La guerre ? nous marchons sur la tête

Je déteste cette manière oratoire de prononcer et répéter le mot "guerre" comme s'il y avait presque jouissance à le dire. Je déteste cette façon d'aller lâcher 20 bombes en Syrie au lendemain des attentats comme si la vengeance était le début d'une politique. Je déteste cette manière de prolonger l'état d'urgence, histoire de rassurer les délégations internationales qui menacent de ne pas venir à la Cop 21. Et j'imagine qu'on y aura aussi droit, à l'état d'urgence, en juin prochain pour l'Euro 2016. Je déteste cette manière de prétendre que la France a l'autonomie de sa politique étrangère, alors qu'elle n'est plus qu'un enfant de troupe de l'Otan. Je déteste cette manière de sourire à Poutine alors qu'on l'humiliait encore hier.

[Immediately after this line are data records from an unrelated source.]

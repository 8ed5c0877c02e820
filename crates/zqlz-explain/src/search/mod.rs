//! RediSearch FT.EXPLAIN parsing
//!
//! - [`token`] / [`lexer`]: scanning the textual plan
//! - [`parser`]: recursive descent into a [`SearchExpr`] syntax tree
//! - [`ast`]: the syntax tree and its conversion into [`crate::EntityInfo`]

pub mod ast;
pub mod lexer;
pub mod parser;
pub mod token;

pub use ast::{Expr, ExprKind, GroupExpr, NumericExpr, SearchExpr, format_bound};
pub use lexer::Lexer;
pub use parser::{
    ExplainParseError, Parser, parse_explain, parse_explain_with, parse_search_expr,
};
pub use token::{Token, TokenKind};
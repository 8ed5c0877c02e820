//! Syntax tree of a parsed FT.EXPLAIN plan and its conversion to entities

use super::token::Token;
use crate::entity::{EntityInfo, EntityType};

/// Prefix carried by tag filter markers (`TAG:@field`)
pub const TAG_PREFIX: &str = "TAG:";

const UNION_SUFFIX: &str = ":UNION";
const INTERSECT_SUFFIX: &str = ":INTERSECT";

/// A node of the explain syntax tree
#[derive(Debug, Clone, PartialEq)]
pub enum SearchExpr {
    Expr(Expr),
    Numeric(NumericExpr),
    Union(GroupExpr),
    Intersect(GroupExpr),
}

/// Semantic flavour of a leaf expression
#[derive(Debug, Clone, Copy, PartialEq, Eq)]
pub enum ExprKind {
    Text,
    Tag,
    /// Reserved, the explain grammar does not produce geo leaves yet
    Geo,
}

impl ExprKind {
    pub fn entity_type(&self) -> EntityType {
        match self {
            Self::Text => EntityType::Text,
            Self::Tag => EntityType::Tag,
            Self::Geo => EntityType::Geo,
        }
    }
}

/// Leaf expression: a term, phrase or tag value
#[derive(Debug, Clone, PartialEq)]
pub struct Expr {
    pub core: String,
    pub kind: ExprKind,
    /// Raw marker the expression came from, e.g. `TAG:@color`
    pub info: Option<String>,
}

impl Expr {
    pub fn text(core: impl Into<String>) -> Self {
        Self {
            core: core.into(),
            kind: ExprKind::Text,
            info: None,
        }
    }

    pub fn tag(core: impl Into<String>, marker: impl Into<String>) -> Self {
        Self {
            core: core.into(),
            kind: ExprKind::Tag,
            info: Some(marker.into()),
        }
    }
}

/// Numeric range filter, `left <sign> @field <sign> right`
#[derive(Debug, Clone, PartialEq)]
pub struct NumericExpr {
    pub left: f64,
    pub left_sign: Token,
    pub identifier: Token,
    pub right_sign: Token,
    pub right: f64,
}

impl NumericExpr {
    /// Renders the range the way the plan prints it
    pub fn snippet(&self) -> String {
        format!(
            "{} {} {} {} {}",
            format_bound(self.left),
            self.left_sign.literal,
            self.identifier.literal,
            self.right_sign.literal,
            format_bound(self.right)
        )
    }
}

/// Union or intersection of sub-expressions
#[derive(Debug, Clone, PartialEq)]
pub struct GroupExpr {
    pub exprs: Vec<SearchExpr>,
    /// Raw marker, e.g. `@title:UNION` or a bare `INTERSECT`
    pub marker: String,
}

impl GroupExpr {
    pub fn new(exprs: Vec<SearchExpr>, marker: impl Into<String>) -> Self {
        Self {
            exprs,
            marker: marker.into(),
        }
    }

    /// Field part of the marker, `None` for a bare keyword
    fn field(&self, suffix: &str) -> Option<String> {
        self.marker
            .find(suffix)
            .map(|idx| self.marker[..idx].to_string())
    }
}

impl SearchExpr {
    /// Converts the syntax tree into an entity tree with fresh identifiers
    pub fn to_entity(&self) -> EntityInfo {
        match self {
            Self::Expr(expr) => {
                let mut node = EntityInfo::new(EntityType::Expr)
                    .with_sub_type(expr.kind.entity_type())
                    .with_data(expr.core.clone());
                if expr.kind == ExprKind::Tag
                    && let Some(field) = expr.info.as_deref().and_then(|i| i.strip_prefix(TAG_PREFIX))
                {
                    node = node.with_snippet(field);
                }
                node
            }
            Self::Numeric(numeric) => EntityInfo::new(EntityType::Numeric)
                .with_data("Numeric")
                .with_snippet(numeric.snippet()),
            Self::Union(group) => group_entity(EntityType::Union, group.field(UNION_SUFFIX), group),
            Self::Intersect(group) => {
                group_entity(EntityType::Intersect, group.field(INTERSECT_SUFFIX), group)
            }
        }
    }
}

fn group_entity(entity_type: EntityType, snippet: Option<String>, group: &GroupExpr) -> EntityInfo {
    let mut node = EntityInfo::new(entity_type);
    node.snippet = snippet;
    node.with_children(group.exprs.iter().map(SearchExpr::to_entity))
}

/// Formats a range bound, infinity prints as `inf` like the plan does
pub fn format_bound(value: f64) -> String {
    if value == f64::INFINITY {
        "inf".to_string()
    } else if value == f64::NEG_INFINITY {
        "-inf".to_string()
    } else {
        value.to_string()
    }
}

Enfin, je déteste cette manière de profiter de l'émotion et d'exiger des parlementaires qu'ils votent "dans la semaine" une nouvelle loi liberticide, alors qu'un Patriot Act à la française a déjà été voté en juin dernier. Je déteste que le Président martial réunisse les parlementaires pour leur dire, en substance : "Ecoutez, les gros lourds, il faut réviser la Constitution. L'article 16 qui m'accorde les pleins pouvoirs et qui me permet de vous piétiner allégrement, n'est plus adapté à la situation, il convient d'en élargir les modalités d'application. Il faut que ce pays, au besoin, devienne plus facilement une dictature ponctuelle de 30 ou 60 jours". Et les autres gros lourds tout jouasses, pour certains en train de faire des selfies à Versailles, de se lever et de chanter tous, très émus, La Marseillaise. Hier c'était terrible : nous marchions dans le sang de nos enfants. Mais aujourd'hui, je me demande si ce n'est pas pire. Nous marchons sur leurs têtes, nous marchons sur la tête.